Exercise data -
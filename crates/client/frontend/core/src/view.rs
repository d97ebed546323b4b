//! The battle view: one facade owning every piece of view-side state.
//!
//! The caller drives it once per frame with [`BattleView::update`] and
//! [`BattleView::render`], feeds it input through
//! [`BattleView::event_occurred`], and drains the [`ViewIntent`]s it cannot
//! carry out itself (dialogs, camera animation, notifications).

use std::sync::Arc;

use battle_core::{
    BodyState, Facing, Hand, ItemKind, PsiStatus, Simulation, TilePos, UnitId, UnitView,
};
use crossterm::event::MouseButton;
use image::RgbaImage;
use rand::SeedableRng;
use rand::rngs::StdRng;
use strum::IntoEnumIterator;
use tracing::{debug, error, info};

use crate::camera::{Camera, SpeedControl, UpdateSpeed};
use crate::click::{ClickAction, ClickContext, resolve_click};
use crate::config::ViewConfig;
use crate::controls::{ControlTable, ViewCommand};
use crate::error::ViewError;
use crate::input::{DebugKey, GameNotice, KeyAction, ModifierKeys, ShortcutMap, ViewEvent};
use crate::message::{MessageEntry, MessageLog};
use crate::mode::{CursorGlyph, InteractionMode, InteractionState, ModeEvent, ModeIntent};
use crate::orders::{OrderOutcome, Orders, refused};
use crate::overlay::{
    ItemOverlaySnapshot, MedikitSnapshot, MotionScannerSnapshot, OverlayCompositor, PsiBars,
    PsiInfoSnapshot,
};
use crate::posture::{SoldierButtons, ThrowButtons, apply_posture};
use crate::preview::{AttackCost, PathCost, PreviewCache};
use crate::priming::PrimingPanel;
use crate::selection::SelectionSet;
use crate::turn::{Cutaway, TurnPhase, TurnSignal, TurnSynchronizer};

/// Half period of the turn-based pause icon blink, in frames.
const PAUSE_BLINK_FRAMES: u32 = 30;

/// Side panel shown next to the map.
#[derive(Clone, Copy, Debug, Default, PartialEq, Eq, Hash, strum::Display)]
#[strum(serialize_all = "snake_case")]
pub enum ActivePanel {
    #[default]
    Main,
    Psi,
    Priming,
    NotMyTurn,
}

/// Side effect for the host application.
#[derive(Clone, Debug, PartialEq, Eq)]
pub enum ViewIntent {
    FocusCamera(TilePos),
    /// Ask whether the unit should carry on with its unfinished move.
    ContinuePrompt(UnitId),
    OpenOptions,
    OpenMessageLog,
    StrategyMap(bool),
    Notification(String),
}

/// Everything the presentation layer draws this frame.
#[derive(Clone, Debug)]
pub enum RenderPlan {
    /// Full-screen placeholder while the enemy moves out of sight.
    Cutaway(Cutaway),
    Battle(Box<BattleFrame>),
}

What needs to be done -
Write out the complete set of records exactly as given.

Solution for this problem -
filename crates/client/frontend/core/src/view.rs
repository d97ebed546323b4b
//! The battle view: one facade owning every piece of view-side state.
//!
//! The caller drives it once per frame with [`BattleView::update`] and
//! [`BattleView::render`], feeds it input through
//! [`BattleView::event_occurred`], and drains the [`ViewIntent`]s it cannot
//! carry out itself (dialogs, camera animation, notifications).

use std::sync::Arc;

use battle_core::{
    BodyState, Facing, Hand, ItemKind, PsiStatus, Simulation, TilePos, UnitId, UnitView,
};
use crossterm::event::MouseButton;
use image::RgbaImage;
use rand::SeedableRng;
use rand::rngs::StdRng;
use strum::IntoEnumIterator;
use tracing::{debug, error, info};

use crate::camera::{Camera, SpeedControl, UpdateSpeed};
use crate::click::{ClickAction, ClickContext, resolve_click};
use crate::config::ViewConfig;
use crate::controls::{ControlTable, ViewCommand};
use crate::error::ViewError;
use crate::input::{DebugKey, GameNotice, KeyAction, ModifierKeys, ShortcutMap, ViewEvent};
use crate::message::{MessageEntry, MessageLog};
use crate::mode::{CursorGlyph, InteractionMode, InteractionState, ModeEvent, ModeIntent};
use crate::orders::{OrderOutcome, Orders, refused};
use crate::overlay::{
    ItemOverlaySnapshot, MedikitSnapshot, MotionScannerSnapshot, OverlayCompositor, PsiBars,
    PsiInfoSnapshot,
};
use crate::posture::{SoldierButtons, ThrowButtons, apply_posture};
use crate::preview::{AttackCost, PathCost, PreviewCache};
use crate::priming::PrimingPanel;
use crate::selection::SelectionSet;
use crate::turn::{Cutaway, TurnPhase, TurnSignal, TurnSynchronizer};

/// Half period of the turn-based pause icon blink, in frames.
const PAUSE_BLINK_FRAMES: u32 = 30;

/// Side panel shown next to the map.
#[derive(Clone, Copy, Debug, Default, PartialEq, Eq, Hash, strum::Display)]
#[strum(serialize_all = "snake_case")]
pub enum ActivePanel {
    #[default]
    Main,
    Psi,
    Priming,
    NotMyTurn,
}

/// Side effect for the host application.
#[derive(Clone, Debug, PartialEq, Eq)]
pub enum ViewIntent {
    FocusCamera(TilePos),
    /// Ask whether the unit should carry on with its unfinished move.
    ContinuePrompt(UnitId),
    OpenOptions,
    OpenMessageLog,
    StrategyMap(bool),
    Notification(String),
}

/// Everything the presentation layer draws this frame.
#[derive(Clone, Debug)]
pub enum RenderPlan {
    /// Full-screen placeholder while the enemy moves out of sight.
    Cutaway(Cutaway),
    Battle(Box<BattleFrame>),
}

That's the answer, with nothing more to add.